Medicare Compliance & Reimbursement

Reader Questions:

'V' Code Can Help You Support Lab Test Claims

Question:

Our laboratory received an order for a PSA test for a patient one year after successful prostate cancer treatment. What diagnosis and procedure codes should we use?

Answer:

Assuming the ordering physician does not list clinical evidence of recurrent prostate cancer as the reason for the test, you should report the diagnosis as V10.46 (Personal history of malignant neoplasm; genital organs; prostate) and report 84153 (Prostate specific antigen [PSA]; total) for the PSA test.

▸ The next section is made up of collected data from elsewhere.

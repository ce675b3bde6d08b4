use helperkit::error::HttpStatusDetails;
use helperkit::output::{map_cmd_result_to_json, CliResponse};
use helperkit::{arithmetic, Error};

#[test]
fn division_by_zero_serializes_code_and_operands() {
    let err = arithmetic::calculate(10, 0, "divide").unwrap_err();

    let json = CliResponse::<()>::from_error(&err).to_json().unwrap();

    assert!(json.contains("\"success\": false"));
    assert!(json.contains("\"code\": \"arithmetic.division_by_zero\""));
    assert!(json.contains("Division by zero is not allowed."));
    assert!(json.contains("\"dividend\": \"10\""));
}

#[test]
fn unknown_operator_lists_allowed_operations() {
    let err = arithmetic::calculate(1, 2, "modulo").unwrap_err();

    let json = CliResponse::<()>::from_error(&err).to_json().unwrap();

    assert!(json.contains("\"code\": \"arithmetic.unknown_operator\""));
    assert!(json.contains("Invalid operation: modulo. Allowed operations: sum, subtract, multiply, divide"));
}

#[test]
fn arithmetic_errors_map_to_exit_code_2() {
    let err = arithmetic::calculate(10, 0, "divide").unwrap_err();

    let (_value, exit_code) = map_cmd_result_to_json::<serde_json::Value>(Err(err));

    assert_eq!(exit_code, 2);
}

#[test]
fn http_status_error_serializes_body_and_maps_to_exit_code_20() {
    let err = Error::http_status_error(HttpStatusDetails {
        method: "GET".to_string(),
        url: "https://api.example.com/users".to_string(),
        status: 503,
        body: "upstream unavailable".to_string(),
    });

    let json = CliResponse::<()>::from_error(&err).to_json().unwrap();
    assert!(json.contains("\"code\": \"http.status_error\""));
    assert!(json.contains("upstream unavailable"));
    assert!(json.contains("\"retryable\": true"));

    let (_value, exit_code) = map_cmd_result_to_json::<serde_json::Value>(Err(err));
    assert_eq!(exit_code, 20);
}

#[test]
fn client_status_error_is_not_retryable() {
    let err = Error::http_status_error(HttpStatusDetails {
        method: "POST".to_string(),
        url: "https://api.example.com/users".to_string(),
        status: 422,
        body: String::new(),
    });

    assert_eq!(err.retryable, Some(false));
}

#[test]
fn internal_errors_map_to_exit_code_1() {
    let err = Error::internal_io("disk full", Some("write".to_string()));

    let (_value, exit_code) = map_cmd_result_to_json::<serde_json::Value>(Err(err));

    assert_eq!(exit_code, 1);
}

#[test]
fn success_envelope_carries_data() {
    let (value, exit_code) = map_cmd_result_to_json(Ok((serde_json::json!({"slug": "hello-world"}), 0)));

    let json = CliResponse::success(value.unwrap()).to_json().unwrap();
    assert_eq!(exit_code, 0);
    assert!(json.contains("\"success\": true"));
    assert!(json.contains("\"slug\": \"hello-world\""));
    assert!(!json.contains("\"error\""));
}

#[test]
fn hints_are_omitted_when_empty() {
    let err = Error::validation_invalid_argument("size", "Chunk size must be greater than zero", None, None);

    let json = CliResponse::<()>::from_error(&err).to_json().unwrap();

    assert!(!json.contains("\"hints\""));
    assert!(json.contains("\"field\": \"size\""));
}
use serde::{Deserialize, Serialize};

/// Visible windows and placeholder for [`mask`].
#[derive(Debug, Clone, Copy, PartialEq, Eq, Serialize, Deserialize)]
pub struct MaskSpec {
    /// Characters kept unmasked at the front.
    #[serde(default)]
    pub start: usize,
    /// Characters kept unmasked at the end.
    #[serde(default = "default_visible_length")]
    pub visible_length: usize,
    #[serde(default = "default_mask_char")]
    pub mask_char: char,
}

fn default_visible_length() -> usize {
    4
}

fn default_mask_char() -> char {
    '*'
}

impl Default for MaskSpec {
    fn default() -> Self {
        Self {
            start: 0,
            visible_length: default_visible_length(),
            mask_char: default_mask_char(),
        }
    }
}

impl MaskSpec {
    pub fn new(start: usize, visible_length: usize, mask_char: char) -> Self {
        Self {
            start,
            visible_length,
            mask_char,
        }
    }
}

/// Replace everything between the leading and trailing visible windows with
/// `mask_char`. Output has exactly as many characters as the input.
pub fn mask(value: &str, spec: &MaskSpec) -> String {
    let chars: Vec<char> = value.chars().collect();
    let length = chars.len();

    if length <= spec.visible_length {
        return std::iter::repeat(spec.mask_char).take(length).collect();
    }

    let start = spec.start.min(length);
    let visible = spec.visible_length.min(length - start);

    let mut out = String::with_capacity(value.len());
    out.extend(&chars[..start]);
    out.extend(std::iter::repeat(spec.mask_char).take(length - start - visible));
    out.extend(&chars[length - visible..]);
    out
}

/// Mask an email address: the local part keeps its last two characters, the
/// domain is fully masked. Input without `@` is masked as a bare local part.
pub fn mask_email(email: &str) -> String {
    let local_spec = MaskSpec::new(0, 2, '*');
    let domain_spec = MaskSpec::new(0, 0, '*');

    match email.split_once('@') {
        Some((local, domain)) => format!(
            "{}@{}",
            mask(local, &local_spec),
            mask(domain, &domain_spec)
        ),
        None => mask(email, &local_spec),
    }
}
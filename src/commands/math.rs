use clap::{Args, Subcommand};

use helperkit::arithmetic;

use super::{helper_output, CmdResult, HelperOutput};

#[derive(Args)]
pub struct MathArgs {
    #[command(subcommand)]
    command: MathCommand,
}

#[derive(Subcommand)]
enum MathCommand {
    /// Apply sum, subtract, multiply or divide to two operands
    #[command(allow_negative_numbers = true)]
    Calc {
        a: String,
        /// sum | subtract | multiply | divide
        operation: String,
        b: String,
        /// Use floating-point arithmetic instead of integers
        #[arg(long)]
        float: bool,
    },
    /// amount * percent / 100
    #[command(allow_negative_numbers = true)]
    Percentage { amount: f64, percent: f64 },
    /// Percentage of an amount, optionally rounded
    #[command(allow_negative_numbers = true)]
    Commission {
        amount: f64,
        percent: f64,
        /// Decimal places to round to
        #[arg(long)]
        round: Option<u32>,
    },
    /// Format a number with grouping and fixed decimals
    #[command(allow_negative_numbers = true)]
    Format {
        number: f64,
        #[arg(long, default_value_t = 2)]
        decimals: u32,
        #[arg(long, default_value = ".")]
        dec_point: String,
        #[arg(long, default_value = ",")]
        thousands_sep: String,
    },
    /// Random integer in [min, max]
    #[command(allow_negative_numbers = true)]
    RandomInt { min: i64, max: i64 },
    /// Random float between min and max
    #[command(allow_negative_numbers = true)]
    RandomFloat { min: f64, max: f64 },
}

pub fn run(args: MathArgs) -> CmdResult<HelperOutput> {
    match args.command {
        MathCommand::Calc {
            a,
            operation,
            b,
            float,
        } => {
            if float {
                let value = arithmetic::calculate_float(a, b, &operation)?;
                helper_output("math.calc", value)
            } else {
                let value = arithmetic::calculate(a, b, &operation)?;
                helper_output("math.calc", value)
            }
        }
        MathCommand::Percentage { amount, percent } => {
            helper_output("math.percentage", arithmetic::percentage(amount, percent))
        }
        MathCommand::Commission {
            amount,
            percent,
            round,
        } => helper_output(
            "math.commission",
            arithmetic::commission(amount, percent, round),
        ),
        MathCommand::Format {
            number,
            decimals,
            dec_point,
            thousands_sep,
        } => helper_output(
            "math.format",
            arithmetic::format_number(number, decimals, &dec_point, &thousands_sep),
        ),
        MathCommand::RandomInt { min, max } => {
            helper_output("math.random-int", arithmetic::random_int(min, max)?)
        }
        MathCommand::RandomFloat { min, max } => {
            helper_output("math.random-float", arithmetic::random_float(min, max))
        }
    }
}
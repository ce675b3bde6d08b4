use clap::{Parser, Subcommand};

mod commands;

use commands::{api, array, config, date, error, file, math, string, validate};
use helperkit::output;

const VERSION: &str = env!("CARGO_PKG_VERSION");

#[derive(Parser)]
#[command(name = "helperkit")]
#[command(version = VERSION)]
#[command(about = "Stateless helpers for validation, strings, arrays, arithmetic and dates")]
struct Cli {
    #[command(subcommand)]
    command: Commands,
}

#[derive(Subcommand)]
enum Commands {
    /// String transforms (slug, mask, truncate, case conversion, random tokens)
    Str(string::StringArgs),
    /// Field validators
    Validate(validate::ValidateArgs),
    /// Arithmetic helpers
    Math(math::MathArgs),
    /// JSON collection helpers (dot paths, grouping, flattening, sorting)
    Array(array::ArrayArgs),
    /// Date helpers
    Date(date::DateArgs),
    /// File-name and size helpers
    File(file::FileArgs),
    /// Send a JSON HTTP request
    Api(api::ApiArgs),
    /// Manage global helperkit configuration
    Config(config::ConfigArgs),
    /// Inspect error codes
    Error(error::ErrorArgs),
}

fn main() -> std::process::ExitCode {
    let cli = Cli::parse();

    let (json_result, exit_code) = commands::run_json(cli.command);

    if output::print_json_result(json_result).is_err() {
        return std::process::ExitCode::from(1);
    }

    std::process::ExitCode::from(exit_code_to_u8(exit_code))
}

fn exit_code_to_u8(code: i32) -> u8 {
    if code <= 0 {
        0
    } else if code >= 255 {
        255
    } else {
        code as u8
    }
}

Take care with cancer Dx: Don't list 185 (Malignant neoplasm of prostate) if the ordering physician does not indicate that this is a current cancer patient. Look to V codes for patients whose disease process is no longer active. Mislabeling a patient as an active cancer patient could affect his ability to obtain health or life insurance or affect his treatment by other physicians for other conditions.

Look for elevated PSA: If the lab finds elevated PSA, you should report the diagnosis code that supports those findings " 790.93 (Elevated prostate specific antigen [PSA]). You should also report V10.46 as the secondary diagnosis in this case.

Screening is different: When a physician orders a screening PSA test for a patient in the absence of signs or symptoms of disease, you'll use a different diagnosis code. You'll also use a different procedure code for Medicare and some other payers.

Look to the following diagnosis and procedure codes to get paid for screening PSA for Medicare patients: Diagnosis:

V76.44 (Special screening for malignant neoplasms; prostate)

Procedure: G0103 (Prostate cancer screening; prostate specific antigen test [PSA]).